NWLC, along with the Leadership Conference on Civil and Human Rights and PFLAG, joined Lambda Legal’s amicus brief to the U.S. Supreme Court today in Mahmoud v. Taylor, which urges the Court to reject a free exercise challenge brought by a group of parents claiming that their religious exercise rights were unconstitutionally burdened by a Montgomery County Public Schools (MCPS) policy barring opt-outs from children’s storybooks featuring LGBTQI+ characters in its English Language Arts (ELA) curriculum.

The brief outlines the importance of MCPS’s ELA curriculum in ensuring that young people have access to stories that reflect their experiences and their families, as well as their peers to ensure students can develop empathy and tolerance for those different than them. It also explains that an opt-out policy permitting parents to object for any reason to certain stories because of the identities or lived experiences of the characters in them sends a message that hostility towards people like those characters is acceptable. In short, when students watch their peers leave the room because of a book features an LGBTQI+ character, it worsens stigma-driven harassment and bullying of LGBTQI+ students—or of any other student group featured.

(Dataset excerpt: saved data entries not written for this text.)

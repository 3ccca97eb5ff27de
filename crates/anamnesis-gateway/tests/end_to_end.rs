//! End-to-end coverage driven through the same tool registry the HTTP and
//! stdio transports dispatch against, rather than through either transport
//! itself — closest to the teacher's own `wire_compat.rs`-style "call the
//! public API directly" integration tests.

use std::path::Path;
use std::sync::Arc;

use async_trait::async_trait;
use dashmap::DashMap;
use serde_json::{json, Value};

use anamnesis_anchors::{AnchorStore, EmbeddingClient};
use anamnesis_capture::{AuthorRole, CaptureStore};
use anamnesis_core::clock::SystemClock;
use anamnesis_core::config::AnamnesisConfig;
use anamnesis_crystals::CrystalStore;
use anamnesis_health::HealthAggregator;
use anamnesis_ingest::{BatchStore, CompletionsProvider, IngestionController};
use anamnesis_inventory::InventoryStore;
use anamnesis_recall::Composer;
use anamnesis_texture::TextureStore;
use anamnesis_gateway::state::AppState;
use anamnesis_gateway::tools::registry;

/// Character-frequency embedding, the same trick `anamnesis-anchors`' own
/// test fixture uses: deterministic and similarity-ordered without a
/// network call.
struct FakeEmbedder;

#[async_trait]
impl EmbeddingClient for FakeEmbedder {
    async fn embed(&self, text: &str) -> anamnesis_anchors::Result<Vec<f32>> {
        let mut v = vec![0.0f32; 4];
        for c in text.to_lowercase().chars() {
            match c {
                'a' => v[0] += 1.0,
                'e' => v[1] += 1.0,
                'i' => v[2] += 1.0,
                'o' => v[3] += 1.0,
                _ => {}
            }
        }
        Ok(v)
    }

    fn model_name(&self) -> &str {
        "fake-v1"
    }
}

/// A completions provider that returns a canned extraction/summarization
/// response keyed off a substring of the prompt it was handed — good
/// enough since `extraction::build_prompt` embeds the episode body
/// verbatim, and `summarize_request`'s prompt embeds the transcript.
struct ScriptedCompletions {
    scripts: Vec<(&'static str, &'static str)>,
    fallback: &'static str,
}

#[async_trait]
impl CompletionsProvider for ScriptedCompletions {
    async fn complete(&self, prompt: &str) -> anamnesis_ingest::Result<String> {
        for (needle, response) in &self.scripts {
            if prompt.contains(needle) {
                return Ok((*response).to_string());
            }
        }
        Ok(self.fallback.to_string())
    }
}

fn empty_extraction() -> &'static str {
    r#"{"entities": [], "edges": []}"#
}

async fn build_state(db_path: &Path, anchors_dir: &Path, completions: Arc<dyn CompletionsProvider>) -> Arc<AppState> {
    let capture_conn = rusqlite::Connection::open(db_path).unwrap();
    anamnesis_capture::db::init_db(&capture_conn).unwrap();
    let capture = Arc::new(CaptureStore::new(capture_conn));

    let crystals_conn = rusqlite::Connection::open(db_path).unwrap();
    anamnesis_crystals::db::init_db(&crystals_conn).unwrap();
    let crystals = Arc::new(CrystalStore::new(crystals_conn));

    let inventory_conn = rusqlite::Connection::open(db_path).unwrap();
    anamnesis_inventory::db::init_db(&inventory_conn).unwrap();
    let inventory = Arc::new(InventoryStore::new(inventory_conn));

    let anchors_conn = rusqlite::Connection::open(db_path).unwrap();
    anamnesis_anchors::db::init_db(&anchors_conn).unwrap();
    let anchors = Arc::new(AnchorStore::new(anchors_conn, Box::new(FakeEmbedder)));

    let texture = Arc::new(TextureStore::connect("mem://", "test", "test").await.unwrap());

    let batches_conn = rusqlite::Connection::open(db_path).unwrap();
    anamnesis_ingest::db::init_db(&batches_conn).unwrap();
    let batches = BatchStore::new(batches_conn);

    let mut config = AnamnesisConfig::default();
    config.database.path = db_path.to_string_lossy().to_string();
    config.anchors.directory = anchors_dir.to_string_lossy().to_string();

    let health = Arc::new(HealthAggregator::new(
        capture.clone(),
        anchors_dir.to_path_buf(),
        texture.clone(),
        crystals.clone(),
        inventory.clone(),
    ));

    let composer = Arc::new(Composer::new(
        capture.clone(),
        anchors.clone(),
        texture.clone(),
        crystals.clone(),
        Arc::new(SystemClock),
        "primary".to_string(),
        config.recall.soft_deadline_ms,
        config.recall.startup_window,
    ));

    let ingestion = Arc::new(IngestionController::new(
        capture.clone(),
        texture.clone(),
        crystals.clone(),
        batches,
        completions.clone(),
        config.ingest.clone(),
        config.texture.dedup_threshold,
    ));

    Arc::new(AppState {
        config,
        capture,
        anchors,
        texture,
        crystals,
        inventory,
        composer,
        ingestion,
        health,
        completions,
        active_operations: DashMap::new(),
    })
}

async fn call(state: &Arc<AppState>, name: &str, args: Value) -> Value {
    let tool = registry()
        .into_iter()
        .find(|t| t.name == name)
        .unwrap_or_else(|| panic!("no such tool registered: {name}"));
    (tool.handler)(state.clone(), args)
        .await
        .unwrap_or_else(|e| panic!("tool {name} failed: {e}"))
}

fn noop_completions() -> Arc<dyn CompletionsProvider> {
    Arc::new(ScriptedCompletions {
        scripts: vec![],
        fallback: empty_extraction(),
    })
}

/// S1: capture, summarize, recall. A full channel's worth of turns gets
/// summarized and the summary is retrievable by kind, with the backlog
/// drained afterward.
#[tokio::test]
async fn s1_capture_summarize_and_recall() {
    let tmp = tempfile::tempdir().unwrap();
    let db_path = tmp.path().join("anamnesis.db");
    let anchors_dir = tmp.path().join("anchors");
    let state = build_state(&db_path, &anchors_dir, noop_completions()).await;

    for i in 0..50 {
        let (role, author) = if i % 2 == 0 {
            (AuthorRole::User, "alice")
        } else {
            (AuthorRole::Assistant, "assistant")
        };
        state
            .capture
            .append("c1", author, role, &format!("turn {i}"), &format!("2026-01-01T00:00:{i:02}Z"), false)
            .unwrap();
    }

    let request = call(&state, "summarize_messages", json!({"kind": "work", "max_messages": 50})).await;
    let start = request["message_range"][0].as_i64().unwrap();
    let end = request["message_range"][1].as_i64().unwrap();
    assert_eq!((start, end), (1, 50));
    let channels: Vec<String> = request["channels"]
        .as_array()
        .unwrap()
        .iter()
        .map(|v| v.as_str().unwrap().to_string())
        .collect();
    assert_eq!(channels, vec!["c1".to_string()]);

    call(
        &state,
        "store_summary",
        json!({
            "text": "S1",
            "start_message_id": start,
            "end_message_id": end,
            "channels": channels,
            "kind": "work",
        }),
    )
    .await;

    let recent = call(&state, "get_recent_summaries", json!({"limit": 1})).await;
    let summaries = recent.as_array().unwrap();
    assert_eq!(summaries.len(), 1);
    assert_eq!(summaries[0]["text"], "S1");
    assert_eq!(summaries[0]["start_message_id"], 1);
    assert_eq!(summaries[0]["end_message_id"], 50);

    assert_eq!(state.capture.count_unsummarized().unwrap(), 0);
}

/// S2: ingestion drain and texture query. Two distinct facts land as
/// distinct edges once the controller drains the backlog.
#[tokio::test]
async fn s2_ingestion_drain_and_texture_query() {
    let tmp = tempfile::tempdir().unwrap();
    let db_path = tmp.path().join("anamnesis.db");
    let anchors_dir = tmp.path().join("anchors");

    let completions: Arc<dyn CompletionsProvider> = Arc::new(ScriptedCompletions {
        scripts: vec![
            (
                "Alice likes Bob",
                r#"{"entities": [
                    {"name": "Alice", "types": ["person"], "summary": "a person"},
                    {"name": "Bob", "types": ["person"], "summary": "a person"}
                ], "edges": [
                    {"source_name": "Alice", "target_name": "Bob", "predicate": "knows", "fact": "Alice likes Bob"}
                ]}"#,
            ),
            (
                "Alice works on Project-X",
                r#"{"entities": [
                    {"name": "Alice", "types": ["person"], "summary": "a person"},
                    {"name": "Project-X", "types": ["technical_artifact"], "summary": "a project"}
                ], "edges": [
                    {"source_name": "Alice", "target_name": "Project-X", "predicate": "works_on", "fact": "Alice works on Project-X"}
                ]}"#,
            ),
        ],
        fallback: empty_extraction(),
    });

    let state = build_state(&db_path, &anchors_dir, completions).await;

    state
        .capture
        .append("c1", "alice", AuthorRole::User, "Alice likes Bob", "2026-01-01T00:00:00Z", false)
        .unwrap();
    state
        .capture
        .append("c1", "alice", AuthorRole::User, "Alice works on Project-X", "2026-01-01T00:00:01Z", false)
        .unwrap();

    state.ingestion.tick().await.unwrap();
    assert_eq!(state.capture.count_unungested().unwrap(), 0);

    let search = call(&state, "texture_search", json!({"query": "Alice", "limit": 10})).await;
    let edges = search.as_array().unwrap();
    assert!(edges.iter().any(|e| e["source_name"] == "Alice" && e["target_name"] == "Bob"));
    assert!(edges.iter().any(|e| e["source_name"] == "Alice" && e["target_name"] == "Project-X"));

    let alice = state.texture.find_entity_by_name("Alice", &[]).await.unwrap().unwrap();
    let explore = call(
        &state,
        "texture_search",
        json!({"center_entity_uuid": alice.uuid.as_str(), "limit": 10}),
    )
    .await;
    let neighbors: Vec<String> = explore
        .as_array()
        .unwrap()
        .iter()
        .flat_map(|e| [e["source_name"].as_str().unwrap().to_string(), e["target_name"].as_str().unwrap().to_string()])
        .collect();
    assert!(neighbors.contains(&"Bob".to_string()));
    assert!(neighbors.contains(&"Project-X".to_string()));
}

/// S3: dedup self-heal. Concurrent writers racing the same canonical
/// entity can leave more than one node behind; a dedup pass over the
/// touched name always leaves no more than one standing afterward.
#[tokio::test(flavor = "multi_thread", worker_threads = 8)]
async fn s3_dedup_self_heal_leaves_one_canonical_node() {
    let tmp = tempfile::tempdir().unwrap();
    let db_path = tmp.path().join("anamnesis.db");
    let anchors_dir = tmp.path().join("anchors");
    let state = build_state(&db_path, &anchors_dir, noop_completions()).await;

    let mut writers = Vec::new();
    for _ in 0..10 {
        let texture = state.texture.clone();
        writers.push(tokio::spawn(async move {
            texture
                .upsert_entity("Alice", vec![anamnesis_texture::EntityType::Person], "a person", "2026-01-01T00:00:00Z")
                .await
                .unwrap();
        }));
    }
    for w in writers {
        w.await.unwrap();
    }

    let before = state.texture.find_entities_by_name("Alice", &[]).await.unwrap();
    let pre_edge_counts: Vec<usize> = {
        let mut counts = Vec::new();
        for node in &before {
            counts.push(state.texture.edge_count(&node.uuid).await.unwrap());
        }
        counts
    };
    let max_pre_edges = pre_edge_counts.into_iter().max().unwrap_or(0);

    let groups = anamnesis_texture::dedup::scan(&state.texture, &["Alice".to_string()], 2).await.unwrap();
    for group in &groups {
        anamnesis_texture::dedup::merge_group(&state.texture, group, false).await.unwrap();
    }

    let after = state.texture.find_entities_by_name("Alice", &[]).await.unwrap();
    assert_eq!(after.len(), 1, "dedup must leave exactly one canonical node standing");
    let surviving_edges = state.texture.edge_count(&after[0].uuid).await.unwrap();
    assert!(surviving_edges >= max_pre_edges);
}

/// S4: composer degrades gracefully when the graph backend has nothing
/// to answer with (standing in for "kill the graph backend" — a primary
/// entity that was never resolved behaves identically from the
/// composer's point of view, since `texture_recall` never got a uuid to
/// query with either way).
#[tokio::test]
async fn s4_ambient_recall_survives_a_dead_graph_layer() {
    let tmp = tempfile::tempdir().unwrap();
    let db_path = tmp.path().join("anamnesis.db");
    let anchors_dir = tmp.path().join("anchors");
    let state = build_state(&db_path, &anchors_dir, noop_completions()).await;

    let package = call(
        &state,
        "ambient_recall",
        json!({"context": "test", "limit_per_layer": 5, "budget_chars": 50000, "mode": "normal"}),
    )
    .await;

    assert_eq!(package["manifest"]["rich_texture"]["items"], 0);
    let soft_deadline = state.config.recall.soft_deadline_ms as f64;
    assert!(package["latency_ms"].as_f64().unwrap() <= soft_deadline * 2.0);
    assert!(!package["formatted_context"].as_str().unwrap().is_empty());
}

/// S5: multi-channel ordering. `get_turns_around` orders strictly by id
/// regardless of how channels interleave.
#[tokio::test]
async fn s5_multi_channel_ordering() {
    let tmp = tempfile::tempdir().unwrap();
    let db_path = tmp.path().join("anamnesis.db");
    let anchors_dir = tmp.path().join("anchors");
    let state = build_state(&db_path, &anchors_dir, noop_completions()).await;

    let channels = ["c1", "c2", "c3"];
    let mut ids = Vec::new();
    for i in 0..20 {
        let channel = channels[i % channels.len()];
        let id = state
            .capture
            .append(channel, "a", AuthorRole::User, &format!("m{i}"), &format!("2026-01-01T00:00:{i:02}Z"), false)
            .unwrap();
        ids.push(id);
    }

    let center = ids[10];
    let window = call(&state, "get_turns_around", json!({"id": center, "before": 5, "after": 5})).await;
    let returned_ids: Vec<i64> = window.as_array().unwrap().iter().map(|m| m["id"].as_i64().unwrap()).collect();

    assert_eq!(returned_ids.len(), 11);
    let mut sorted = returned_ids.clone();
    sorted.sort();
    assert_eq!(returned_ids, sorted, "window must already be in strict id order");
    assert_eq!(returned_ids, (center - 5..=center + 5).collect::<Vec<_>>());
}

/// S6: anchor resync round-trip — add, update, delete, prune, each
/// reflected in the report and in what `anchor_search` can find.
#[tokio::test]
async fn s6_anchor_resync_round_trip() {
    let tmp = tempfile::tempdir().unwrap();
    let db_path = tmp.path().join("anamnesis.db");
    let anchors_dir = tmp.path().join("anchors");
    std::fs::create_dir_all(&anchors_dir).unwrap();
    let state = build_state(&db_path, &anchors_dir, noop_completions()).await;

    std::fs::write(anchors_dir.join("one.md"), "# One\n\naaaa").unwrap();
    std::fs::write(anchors_dir.join("two.md"), "# Two\n\neeee").unwrap();

    let report = call(&state, "anchor_resync", json!({"prune": false})).await;
    assert_eq!(report["added"], 2);

    std::fs::write(anchors_dir.join("one.md"), "# One\n\naaaaoo").unwrap();
    let report = call(&state, "anchor_resync", json!({"prune": false})).await;
    assert_eq!(report["updated"], 1);

    std::fs::remove_file(anchors_dir.join("two.md")).unwrap();
    let report = call(&state, "anchor_resync", json!({"prune": true})).await;
    assert_eq!(report["removed"], 1);

    let results = call(&state, "anchor_search", json!({"query": "", "limit": 10})).await;
    assert_eq!(results.as_array().unwrap().len(), 1);
}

The brief further explains that MCPS’s opt-out policy does not burden the free exercise rights of the parents challenging the policy, because it is neutral with respect to religion and bars opt-outs for any reason, whether requested because of someone’s religious objection to a storybook or because of a secular reason. And, even if the policy did burden their free exercise rights, MCPS has a compelling interest in ensuring the well-being of all its students that warrants upholding the policy—an interest that can only be achieved by ensuring all students have access to a curriculum that is inclusive of them and their families and promotes tolerance.